Your feet aren’t the same size as mine.

So I’ve been thinking lately about the whole idea of walking a mile in someone else’s shoes.  It all started during a more or less innocent conversation.  I was talking about canning and gardening and how I always seem to overshoot things, and my mom made a comment about how she remembers those days.  I almost immediately wanted to say, “I’m not you!”

I’m glad I bit my tongue, because on further reflection I can see how from her point of view, we are the same.

But then, I’m not.

We’ve traveled some of the same old dirt roads.  I’ve relived many of her experiences.  If life were walking mountain trails it would be safe to say that she and I have seen the same panoramic views.  But we haven’t walked all of the trails the same, and I couldn’t ever walk a mile in her shoes (or she in mine) because our feet just aren’t quite the same size.

This is true of so many people.  We like to take our experiences and all the knowledge we’ve gained from them and just thrust all of that onto others, forgetting that our experiences are a product of who we are, and the knowledge they give us is personal. Are there some experiences that are universal?  Sure.  It’s always good advice, for instance, to tell people to lay down hoes and shovels blade side down or hang them up.  (Step on the blade and get smacked in the face just once, and you’ll realize that this is a universally crappy experience.)  I don’t know anyone who wouldn’t benefit from being reminded to always look over your shoulder before putting a car in reverse, or always cover the coals before bed when camping.  Sure, those are mistakes that no one, regardless of their perspective, would want to make.  The potential danger is just too great.  It doesn’t matter whose shoes you are wearing, you want to avoid potential damage.

But then there are the more vague adages, and the more personal experiences. Someone may say, “never get married young, trust me, you aren’t ready.”  Then someone else says, “have your kids in your twenties, you’ll enjoy them more that way.”

Whose advice do you take?

One man says, “leaving the homosexual lifestyle helped me avoid so much pain,” and a woman turns to him and says, “it wasn’t until I accepted my sexuality that I experienced true love and devotion.”

Their shoes couldn’t fit more differently.

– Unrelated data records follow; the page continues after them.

use glam::DVec2;

#[derive(Clone, Copy, Debug, PartialEq)]
pub struct Aabb {
    pub center: DVec2,
    pub half_size: DVec2,
}

impl Aabb {
    pub fn new(center: DVec2, half_size: DVec2) -> Self {
        Self { center, half_size }
    }

    pub fn from_min_max(min: DVec2, max: DVec2) -> Self {
        Aabb::new(min.midpoint(max), (max - min) / 2.)
    }

    pub fn min(&self) -> DVec2 {
        self.center - self.half_size
    }

    pub fn max(&self) -> DVec2 {
        self.center + self.half_size
    }

    pub fn size(&self) -> DVec2 {
        self.half_size * 2.
    }

    pub fn contains(&self, other: &Self) -> bool {
        self.min().cmple(other.min()).all() && self.max().cmpge(other.max()).all()
    }

    /// min edge inclusive, max edge exclusive, so that siblings never share a point
    pub fn contains_point(&self, p: DVec2) -> bool {
        self.min().cmple(p).all() && p.cmplt(self.max()).all()
    }

    pub fn intersects(&self, other: &Self) -> bool {
        let d = (self.center - other.center).abs();
        d.cmple(self.half_size + other.half_size).all()
    }

    pub fn intersects_circle(&self, center: DVec2, r: f64) -> bool {
        let closest = center.clamp(self.min(), self.max());
        closest.distance_squared(center) <= r * r
    }

    pub fn union(&self, other: &Self) -> Self {
        Aabb::from_min_max(self.min().min(other.min()), self.max().max(other.max()))
    }

    pub fn sub_aabb(&self, dir: Direction) -> Aabb {
        let half_size = self.half_size / 2.;
        let center = match dir {
            Direction::TopRight => self.center + DVec2::new(half_size.x, half_size.y),
            Direction::TopLeft => self.center + DVec2::new(-half_size.x, half_size.y),
            Direction::BottomLeft => self.center + DVec2::new(-half_size.x, -half_size.y),
            Direction::BottomRight => self.center + DVec2::new(half_size.x, -half_size.y),
        };
        Aabb::new(center, half_size)
    }

    /// The four quadrants, in `Direction::ALL` order.
    pub fn split(&self) -> [Aabb; 4] {
        Direction::ALL.map(|dir| self.sub_aabb(dir))
    }

    /// Two halves across the longest side, at `ratio` of its length.
    pub fn split_longest(&self, ratio: f64) -> [Aabb; 2] {
        let (min, max) = (self.min(), self.max());
        if self.half_size.x >= self.half_size.y {
            let x = min.x + (max.x - min.x) * ratio;
            [
                Aabb::from_min_max(min, DVec2::new(x, max.y)),
                Aabb::from_min_max(DVec2::new(x, min.y), max),
            ]
        } else {
            let y = min.y + (max.y - min.y) * ratio;
            [
                Aabb::from_min_max(min, DVec2::new(max.x, y)),
                Aabb::from_min_max(DVec2::new(min.x, y), max),
            ]
        }
    }
}

#[derive(Copy, Clone, Debug)]
pub enum Direction {
    TopRight,
    TopLeft,
    BottomLeft,
    BottomRight,
}

impl Direction {
    pub const ALL: [Direction; 4] = [
        Direction::BottomLeft,
        Direction::BottomRight,
        Direction::TopLeft,
        Direction::TopRight,
    ];
}

/// Point quadtree. Each node keeps up to `capacity` points before splitting.
#[derive(Clone, Debug)]
pub struct Quadtree<T> {
    pub aabb: Aabb,
    capacity: usize,
    max_depth: usize,
    points: Vec<(DVec2, T)>,
    children: Option<Box<[Quadtree<T>; 4]>>,
}

impl<T: Clone> Quadtree<T> {
    pub fn new(aabb: Aabb, capacity: usize) -> Self {
        Self::with_depth(aabb, capacity.max(1), 16)
    }

    fn with_depth(aabb: Aabb, capacity: usize, max_depth: usize) -> Self {
        Self {
            aabb,
            capacity,
            max_depth,
            points: Vec::new(),
            children: None,
        }
    }

    /// false when the point is outside the tree bounds
    pub fn insert(&mut self, p: DVec2, payload: T) -> bool {
        if !self.aabb.contains_point(p) {
            return false;
        }

        if let Some(children) = self.children.as_mut() {
            if let Some(child) = children.iter_mut().find(|c| c.aabb.contains_point(p)) {
                return child.insert(p, payload);
            }
            // rounding at the quadrant edges, keep it here
            self.points.push((p, payload));
            return true;
        }

        self.points.push((p, payload));
        if self.points.len() > self.capacity && self.max_depth > 0 {
            self.subdivide();
        }
        true
    }

    fn subdivide(&mut self) {
        let mut children = Box::new(
            self.aabb
                .split()
                .map(|aabb| Quadtree::with_depth(aabb, self.capacity, self.max_depth - 1)),
        );

        let mut kept = Vec::new();
        for (p, payload) in self.points.drain(..) {
            match children.iter_mut().find(|c| c.aabb.contains_point(p)) {
                Some(child) => {
                    child.insert(p, payload);
                }
                None => kept.push((p, payload)),
            }
        }
        self.points = kept;
        self.children = Some(children);
    }

    pub fn len(&self) -> usize {
        self.points.len()
            + self
                .children
                .as_ref()
                .map_or(0, |children| children.iter().map(|c| c.len()).sum())
    }

    pub fn is_empty(&self) -> bool {
        self.len() == 0
    }

    pub fn query_radius(&self, center: DVec2, r: f64) -> Vec<(DVec2, T)> {
        let mut found = Vec::new();
        self.query_radius_into(center, r, &mut found);
        found
    }

    fn query_radius_into(&self, center: DVec2, r: f64, found: &mut Vec<(DVec2, T)>) {
        if !self.aabb.intersects_circle(center, r) {
            return;
        }

        let r2 = r * r;
        found.extend(
            self.points
                .iter()
                .filter(|(p, _)| p.distance_squared(center) <= r2)
                .cloned(),
        );

        if let Some(children) = &self.children {
            for child in children.iter() {
                child.query_radius_into(center, r, found);
            }
        }
    }

    pub fn query_aabb(&self, range: &Aabb) -> Vec<(DVec2, T)> {
        let mut found = Vec::new();
        self.query_aabb_into(range, &mut found);
        found
    }

    fn query_aabb_into(&self, range: &Aabb, found: &mut Vec<(DVec2, T)>) {
        if !self.aabb.intersects(range) {
            return;
        }

        found.extend(
            self.points
                .iter()
                .filter(|(p, _)| range.min().cmple(*p).all() && p.cmple(range.max()).all())
                .cloned(),
        );

        if let Some(children) = &self.children {
            for child in children.iter() {
                child.query_aabb_into(range, found);
            }
        }
    }

    /// Bounds of every leaf node, for drawing the tree layout.
    pub fn leaves(&self) -> Vec<Aabb> {
        match &self.children {
            None => vec![self.aabb],
            Some(children) => children.iter().flat_map(|c| c.leaves()).collect(),
        }
    }
}

#[cfg(test)]
mod tests {
    use super::*;

    fn bounds() -> Aabb {
        Aabb::new(DVec2::new(50., 50.), DVec2::new(50., 50.))
    }

    #[test]
    fn aabb_relations() {
        let a = bounds();
        let inner = Aabb::new(DVec2::new(20., 20.), DVec2::splat(5.));
        assert!(a.contains(&inner));
        assert!(!inner.contains(&a));
        assert!(a.intersects(&inner));
        assert!(a.contains_point(DVec2::ZERO));
        assert!(!a.contains_point(DVec2::new(100., 50.)));
        assert!(a.intersects_circle(DVec2::new(105., 50.), 6.));
        assert!(!a.intersects_circle(DVec2::new(110., 110.), 6.));

        let u = inner.union(&Aabb::new(DVec2::new(80., 80.), DVec2::splat(5.)));
        assert_eq!(u.min(), DVec2::splat(15.));
        assert_eq!(u.max(), DVec2::splat(85.));
    }

    #[test]
    fn split_longest_side() {
        let wide = Aabb::from_min_max(DVec2::ZERO, DVec2::new(10., 4.));
        let [left, right] = wide.split_longest(0.3);
        assert_eq!(left.max().x, 3.);
        assert_eq!(right.min().x, 3.);
        assert_eq!(left.size().y, 4.);
    }

    #[test]
    fn insert_rejects_outside_points() {
        let mut tree = Quadtree::new(bounds(), 4);
        assert!(tree.insert(DVec2::new(10., 10.), 1));
        assert!(!tree.insert(DVec2::new(-1., 10.), 2));
        assert_eq!(tree.len(), 1);
    }

    #[test]
    fn subdivides_and_queries_match_brute_force() {
        let mut tree = Quadtree::new(bounds(), 4);
        let mut points = Vec::new();
        for i in 0..20 {
            for j in 0..20 {
                let p = DVec2::new(i as f64 * 5. + 1., j as f64 * 5. + 1.);
                points.push(p);
                assert!(tree.insert(p, points.len() - 1));
            }
        }
        assert_eq!(tree.len(), 400);
        assert!(tree.leaves().len() > 4);

        let center = DVec2::new(40., 60.);
        let mut found: Vec<usize> = tree
            .query_radius(center, 12.)
            .into_iter()
            .map(|(_, idx)| idx)
            .collect();
        found.sort();
        let expected: Vec<usize> = points
            .iter()
            .enumerate()
            .filter(|(_, p)| p.distance(center) <= 12.)
            .map(|(idx, _)| idx)
            .collect();
        assert_eq!(found, expected);

        let range = Aabb::from_min_max(DVec2::new(0., 0.), DVec2::new(10., 10.));
        assert_eq!(tree.query_aabb(&range).len(), 4);
    }

    #[test]
    fn duplicate_points_stop_at_max_depth() {
        let mut tree = Quadtree::new(bounds(), 1);
        for i in 0..50 {
            assert!(tree.insert(DVec2::new(33., 33.), i));
        }
        assert_eq!(tree.query_radius(DVec2::new(33., 33.), 0.5).len(), 50);
    }
}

And my mom makes a harmless comment to me, full of love and nostalgia and regret, and I have to accept the fact that whatever pain in  life she wants to help me avoid, it’s my pain to feel, and we may find it fits us very differently.  Like that last purple sun dress on the sale rack that we both try on and size each other up in, we may find that even though we are so alarmingly similar, it fits one of us better than the other, and we both know it.

You can’t just walk a mile in someone else’s shoes and understand their life.  You have to take all of the context into account:  who they are, how they feel, how they’ve interpreted their experiences, what they want from the future, what lessons life has given them so far and what they’ve learned from it, and if they are even remotely like you.

You can’t just borrow their shoes.  You have to walk in the essence and understanding of who they are.

You can’t shove your biases into their loafers and then say, “see, I can really rock a mile in these suckers.”

Your feet aren’t even the same size.

The only person capable of walking a mile in their body in their shoes is they themselves, excepting God.  (And we all know the trouble that comes from thinking that we can be God.)

So let’s leave all this business of shoes behind, and change the conversation.  Don’t retort, as I was so sorely tempted to, that nobody knows your life.  Say, “this is my life.  Now show me yours.”


2 thoughts on “Your feet aren’t the same size as mine.

  1. Really good thoughts and post. I do think we don’t spend enough time listening to each other — we spend an awful lot of time talking “at” one another.

    When I’m relating an event or telling a story, sometimes I bristle when someone chimes in like your mother did, but instead of a sense of shared-camaraderie, it seems to have come from a “been-there, done-that” need to trump or one-up your story. I’d like to think I look for the former first and give people the benefit of the doubt, but I’m not sure I do…

    • Thanks for the great comment. I agree, there are times where it feels like every conversation turns into a competition. We forget to cherish each other, to be curious and interested in each others stories. It’s so important to remember to listen!